- Opening Delimiter -

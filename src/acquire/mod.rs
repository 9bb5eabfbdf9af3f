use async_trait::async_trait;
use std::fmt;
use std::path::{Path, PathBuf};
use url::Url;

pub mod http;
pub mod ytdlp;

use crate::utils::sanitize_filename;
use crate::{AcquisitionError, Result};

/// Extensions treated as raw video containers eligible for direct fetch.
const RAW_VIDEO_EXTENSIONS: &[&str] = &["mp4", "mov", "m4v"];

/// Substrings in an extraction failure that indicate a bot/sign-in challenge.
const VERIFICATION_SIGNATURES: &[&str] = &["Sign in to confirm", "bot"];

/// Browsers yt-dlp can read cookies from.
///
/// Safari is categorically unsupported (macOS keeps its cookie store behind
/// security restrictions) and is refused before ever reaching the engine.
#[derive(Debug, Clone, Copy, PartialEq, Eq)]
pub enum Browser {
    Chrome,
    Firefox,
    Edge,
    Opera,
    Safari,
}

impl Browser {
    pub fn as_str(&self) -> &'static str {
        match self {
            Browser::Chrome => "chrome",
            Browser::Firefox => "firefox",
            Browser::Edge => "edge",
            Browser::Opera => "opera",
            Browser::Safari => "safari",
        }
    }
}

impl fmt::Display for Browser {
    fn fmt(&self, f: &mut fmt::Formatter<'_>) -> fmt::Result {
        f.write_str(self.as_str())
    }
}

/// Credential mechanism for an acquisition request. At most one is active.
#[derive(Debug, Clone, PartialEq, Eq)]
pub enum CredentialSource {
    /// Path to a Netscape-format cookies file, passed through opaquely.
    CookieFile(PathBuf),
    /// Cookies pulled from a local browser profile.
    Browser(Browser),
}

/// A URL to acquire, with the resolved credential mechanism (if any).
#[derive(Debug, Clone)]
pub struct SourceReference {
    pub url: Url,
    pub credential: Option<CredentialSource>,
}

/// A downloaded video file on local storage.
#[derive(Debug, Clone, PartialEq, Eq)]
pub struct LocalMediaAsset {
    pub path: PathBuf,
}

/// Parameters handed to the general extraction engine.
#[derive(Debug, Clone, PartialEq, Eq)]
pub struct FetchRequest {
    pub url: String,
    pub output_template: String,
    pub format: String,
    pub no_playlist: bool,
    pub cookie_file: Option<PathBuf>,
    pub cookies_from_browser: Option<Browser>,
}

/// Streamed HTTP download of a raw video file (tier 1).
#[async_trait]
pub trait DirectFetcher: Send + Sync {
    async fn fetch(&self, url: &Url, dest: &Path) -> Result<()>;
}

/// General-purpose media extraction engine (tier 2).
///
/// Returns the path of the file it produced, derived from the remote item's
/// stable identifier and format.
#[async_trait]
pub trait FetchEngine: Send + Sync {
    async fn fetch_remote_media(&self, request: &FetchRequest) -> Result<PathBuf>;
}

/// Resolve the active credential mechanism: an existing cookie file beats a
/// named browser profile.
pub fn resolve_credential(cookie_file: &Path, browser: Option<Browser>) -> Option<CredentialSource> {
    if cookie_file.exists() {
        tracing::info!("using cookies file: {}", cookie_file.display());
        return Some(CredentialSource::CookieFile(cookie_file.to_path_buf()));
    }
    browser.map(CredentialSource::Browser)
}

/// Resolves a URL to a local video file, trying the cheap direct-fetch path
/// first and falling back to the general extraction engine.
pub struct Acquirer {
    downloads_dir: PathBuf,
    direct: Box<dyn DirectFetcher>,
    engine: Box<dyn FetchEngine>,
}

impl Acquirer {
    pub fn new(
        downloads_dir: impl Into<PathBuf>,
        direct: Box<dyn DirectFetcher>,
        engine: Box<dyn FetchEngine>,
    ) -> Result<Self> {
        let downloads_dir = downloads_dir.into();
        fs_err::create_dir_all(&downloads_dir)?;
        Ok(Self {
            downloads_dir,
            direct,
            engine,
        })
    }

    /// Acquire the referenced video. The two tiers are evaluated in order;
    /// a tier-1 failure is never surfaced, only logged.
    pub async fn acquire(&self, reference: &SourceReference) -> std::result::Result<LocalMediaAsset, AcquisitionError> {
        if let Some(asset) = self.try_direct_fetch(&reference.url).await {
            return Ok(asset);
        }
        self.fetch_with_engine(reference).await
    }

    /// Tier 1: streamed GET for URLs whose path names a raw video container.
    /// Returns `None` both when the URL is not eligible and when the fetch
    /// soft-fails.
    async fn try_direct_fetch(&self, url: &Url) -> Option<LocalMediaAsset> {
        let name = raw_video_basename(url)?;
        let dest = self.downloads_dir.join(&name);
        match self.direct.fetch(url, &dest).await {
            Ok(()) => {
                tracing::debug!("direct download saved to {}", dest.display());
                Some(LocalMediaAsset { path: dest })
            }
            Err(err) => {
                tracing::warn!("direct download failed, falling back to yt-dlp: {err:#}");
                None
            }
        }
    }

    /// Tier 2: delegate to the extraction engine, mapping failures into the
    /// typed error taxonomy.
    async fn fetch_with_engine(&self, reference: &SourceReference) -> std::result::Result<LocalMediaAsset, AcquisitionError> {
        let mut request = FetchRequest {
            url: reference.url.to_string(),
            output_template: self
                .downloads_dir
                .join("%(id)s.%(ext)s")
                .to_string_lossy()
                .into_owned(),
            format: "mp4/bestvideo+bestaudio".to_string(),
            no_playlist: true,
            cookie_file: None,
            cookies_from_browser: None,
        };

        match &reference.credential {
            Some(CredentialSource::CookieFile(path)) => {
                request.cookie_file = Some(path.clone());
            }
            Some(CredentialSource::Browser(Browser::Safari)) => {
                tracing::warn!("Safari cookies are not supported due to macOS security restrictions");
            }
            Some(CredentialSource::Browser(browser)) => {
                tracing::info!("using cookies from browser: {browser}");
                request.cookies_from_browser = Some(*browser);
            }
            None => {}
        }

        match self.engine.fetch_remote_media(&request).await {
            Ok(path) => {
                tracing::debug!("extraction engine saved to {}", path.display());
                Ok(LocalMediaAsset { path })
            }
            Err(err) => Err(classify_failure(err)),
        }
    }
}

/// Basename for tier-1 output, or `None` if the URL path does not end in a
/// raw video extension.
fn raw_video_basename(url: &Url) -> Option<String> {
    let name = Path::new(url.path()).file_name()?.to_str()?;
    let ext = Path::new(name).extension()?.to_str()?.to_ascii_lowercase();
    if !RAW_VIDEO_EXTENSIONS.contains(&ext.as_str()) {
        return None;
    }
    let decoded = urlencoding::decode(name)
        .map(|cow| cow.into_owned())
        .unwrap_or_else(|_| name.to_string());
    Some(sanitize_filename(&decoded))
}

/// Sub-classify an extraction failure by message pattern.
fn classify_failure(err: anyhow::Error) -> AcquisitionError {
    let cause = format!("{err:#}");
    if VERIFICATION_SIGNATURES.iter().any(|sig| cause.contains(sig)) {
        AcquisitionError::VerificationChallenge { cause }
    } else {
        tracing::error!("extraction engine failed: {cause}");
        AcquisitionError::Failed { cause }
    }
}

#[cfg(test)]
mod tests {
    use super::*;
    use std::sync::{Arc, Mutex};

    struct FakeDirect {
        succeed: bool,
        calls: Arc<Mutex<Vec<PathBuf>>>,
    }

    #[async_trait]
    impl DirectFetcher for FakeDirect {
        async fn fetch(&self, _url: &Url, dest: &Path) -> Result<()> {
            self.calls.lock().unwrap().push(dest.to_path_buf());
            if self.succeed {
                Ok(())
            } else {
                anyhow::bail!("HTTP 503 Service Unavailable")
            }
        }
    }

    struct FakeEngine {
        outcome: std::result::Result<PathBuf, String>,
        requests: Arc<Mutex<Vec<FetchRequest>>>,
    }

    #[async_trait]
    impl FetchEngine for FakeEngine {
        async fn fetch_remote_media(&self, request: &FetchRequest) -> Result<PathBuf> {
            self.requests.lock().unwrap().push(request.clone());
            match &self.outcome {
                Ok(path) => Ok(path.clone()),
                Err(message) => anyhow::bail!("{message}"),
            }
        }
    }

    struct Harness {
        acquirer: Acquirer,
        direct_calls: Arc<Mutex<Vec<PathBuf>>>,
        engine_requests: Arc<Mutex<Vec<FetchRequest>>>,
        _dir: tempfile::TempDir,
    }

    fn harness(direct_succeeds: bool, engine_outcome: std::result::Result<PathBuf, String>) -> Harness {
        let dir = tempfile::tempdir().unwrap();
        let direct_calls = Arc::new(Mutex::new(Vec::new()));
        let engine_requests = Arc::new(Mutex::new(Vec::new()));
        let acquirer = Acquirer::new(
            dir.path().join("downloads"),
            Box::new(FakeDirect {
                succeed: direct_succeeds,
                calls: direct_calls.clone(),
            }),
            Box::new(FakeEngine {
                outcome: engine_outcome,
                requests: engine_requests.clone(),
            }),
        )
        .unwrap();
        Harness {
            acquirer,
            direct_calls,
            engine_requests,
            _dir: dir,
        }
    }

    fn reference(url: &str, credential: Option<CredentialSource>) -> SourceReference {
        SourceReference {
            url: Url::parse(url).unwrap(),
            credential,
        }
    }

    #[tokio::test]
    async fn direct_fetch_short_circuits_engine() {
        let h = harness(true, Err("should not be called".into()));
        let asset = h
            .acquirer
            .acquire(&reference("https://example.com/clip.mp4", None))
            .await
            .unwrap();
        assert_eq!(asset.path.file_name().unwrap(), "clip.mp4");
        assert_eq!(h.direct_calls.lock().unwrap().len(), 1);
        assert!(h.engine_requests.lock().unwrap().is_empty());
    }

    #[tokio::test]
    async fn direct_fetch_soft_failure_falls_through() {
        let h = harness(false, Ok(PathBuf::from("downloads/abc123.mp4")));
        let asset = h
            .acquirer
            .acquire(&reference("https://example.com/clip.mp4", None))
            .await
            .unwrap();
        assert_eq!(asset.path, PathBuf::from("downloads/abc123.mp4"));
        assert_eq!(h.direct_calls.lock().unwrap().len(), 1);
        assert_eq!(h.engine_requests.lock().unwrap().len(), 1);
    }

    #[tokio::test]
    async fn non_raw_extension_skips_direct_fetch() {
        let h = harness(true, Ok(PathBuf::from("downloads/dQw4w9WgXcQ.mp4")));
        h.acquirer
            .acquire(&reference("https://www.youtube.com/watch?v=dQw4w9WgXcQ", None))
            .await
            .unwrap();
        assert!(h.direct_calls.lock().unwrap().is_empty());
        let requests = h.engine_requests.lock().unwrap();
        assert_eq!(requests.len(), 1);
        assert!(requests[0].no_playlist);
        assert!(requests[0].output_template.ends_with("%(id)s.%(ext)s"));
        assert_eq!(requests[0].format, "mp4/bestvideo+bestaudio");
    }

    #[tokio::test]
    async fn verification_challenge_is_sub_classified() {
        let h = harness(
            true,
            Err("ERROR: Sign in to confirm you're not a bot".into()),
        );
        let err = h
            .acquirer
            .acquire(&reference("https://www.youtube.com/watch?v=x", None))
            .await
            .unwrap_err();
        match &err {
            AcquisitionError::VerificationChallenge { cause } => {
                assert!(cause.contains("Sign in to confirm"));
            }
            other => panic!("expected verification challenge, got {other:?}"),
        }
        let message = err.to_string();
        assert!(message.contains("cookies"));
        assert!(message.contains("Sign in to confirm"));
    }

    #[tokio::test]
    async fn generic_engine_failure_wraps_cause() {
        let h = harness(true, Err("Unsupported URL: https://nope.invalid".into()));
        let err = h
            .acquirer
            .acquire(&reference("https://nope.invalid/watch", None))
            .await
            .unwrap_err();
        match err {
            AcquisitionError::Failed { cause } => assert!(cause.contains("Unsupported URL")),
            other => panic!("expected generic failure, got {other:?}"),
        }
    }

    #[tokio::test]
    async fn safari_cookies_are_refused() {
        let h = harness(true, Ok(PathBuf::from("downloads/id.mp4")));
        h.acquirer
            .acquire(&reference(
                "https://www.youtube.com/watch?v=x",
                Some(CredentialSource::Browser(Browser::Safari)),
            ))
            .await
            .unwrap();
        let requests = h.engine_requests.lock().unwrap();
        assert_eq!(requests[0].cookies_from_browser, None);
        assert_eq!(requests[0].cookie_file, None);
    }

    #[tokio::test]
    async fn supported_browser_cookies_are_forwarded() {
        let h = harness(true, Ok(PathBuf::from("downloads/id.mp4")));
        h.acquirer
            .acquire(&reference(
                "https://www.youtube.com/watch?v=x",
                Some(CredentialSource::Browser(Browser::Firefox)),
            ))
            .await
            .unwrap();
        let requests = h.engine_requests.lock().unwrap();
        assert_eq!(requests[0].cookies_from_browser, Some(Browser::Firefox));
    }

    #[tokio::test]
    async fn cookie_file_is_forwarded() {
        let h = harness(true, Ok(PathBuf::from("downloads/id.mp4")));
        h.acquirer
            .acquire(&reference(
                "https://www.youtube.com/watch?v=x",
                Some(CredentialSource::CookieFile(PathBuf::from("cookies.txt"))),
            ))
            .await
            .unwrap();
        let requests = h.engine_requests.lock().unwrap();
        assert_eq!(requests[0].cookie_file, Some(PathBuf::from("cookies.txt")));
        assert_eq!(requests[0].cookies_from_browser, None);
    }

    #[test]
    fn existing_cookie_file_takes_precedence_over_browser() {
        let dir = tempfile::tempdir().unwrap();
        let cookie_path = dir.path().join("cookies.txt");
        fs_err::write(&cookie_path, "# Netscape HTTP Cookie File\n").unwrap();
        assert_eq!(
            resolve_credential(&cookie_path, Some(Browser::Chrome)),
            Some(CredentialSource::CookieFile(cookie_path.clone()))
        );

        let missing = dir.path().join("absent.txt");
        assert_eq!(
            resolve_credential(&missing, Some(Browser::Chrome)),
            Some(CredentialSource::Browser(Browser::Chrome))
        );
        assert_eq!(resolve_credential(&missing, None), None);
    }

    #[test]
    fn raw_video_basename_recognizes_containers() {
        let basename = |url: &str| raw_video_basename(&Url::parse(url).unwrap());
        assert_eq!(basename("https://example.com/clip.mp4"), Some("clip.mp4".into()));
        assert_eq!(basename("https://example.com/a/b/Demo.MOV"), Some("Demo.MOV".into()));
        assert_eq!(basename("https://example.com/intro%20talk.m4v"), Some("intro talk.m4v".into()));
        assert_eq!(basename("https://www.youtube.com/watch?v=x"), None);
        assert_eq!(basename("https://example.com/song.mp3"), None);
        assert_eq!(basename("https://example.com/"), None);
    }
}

- Closing Delimiter -

REQUIRED WORK:
Copy out every line of the data in which the word "tracing" is found.

ANSWER SPACE:
        tracing::info!("using cookies file: {}", cookie_file.display());
                tracing::debug!("direct download saved to {}", dest.display());
                tracing::warn!("direct download failed, falling back to yt-dlp: {err:#}");
                tracing::warn!("Safari cookies are not supported due to macOS security restrictions");
                tracing::info!("using cookies from browser: {browser}");
                tracing::debug!("extraction engine saved to {}", path.display());
        tracing::error!("extraction engine failed: {cause}");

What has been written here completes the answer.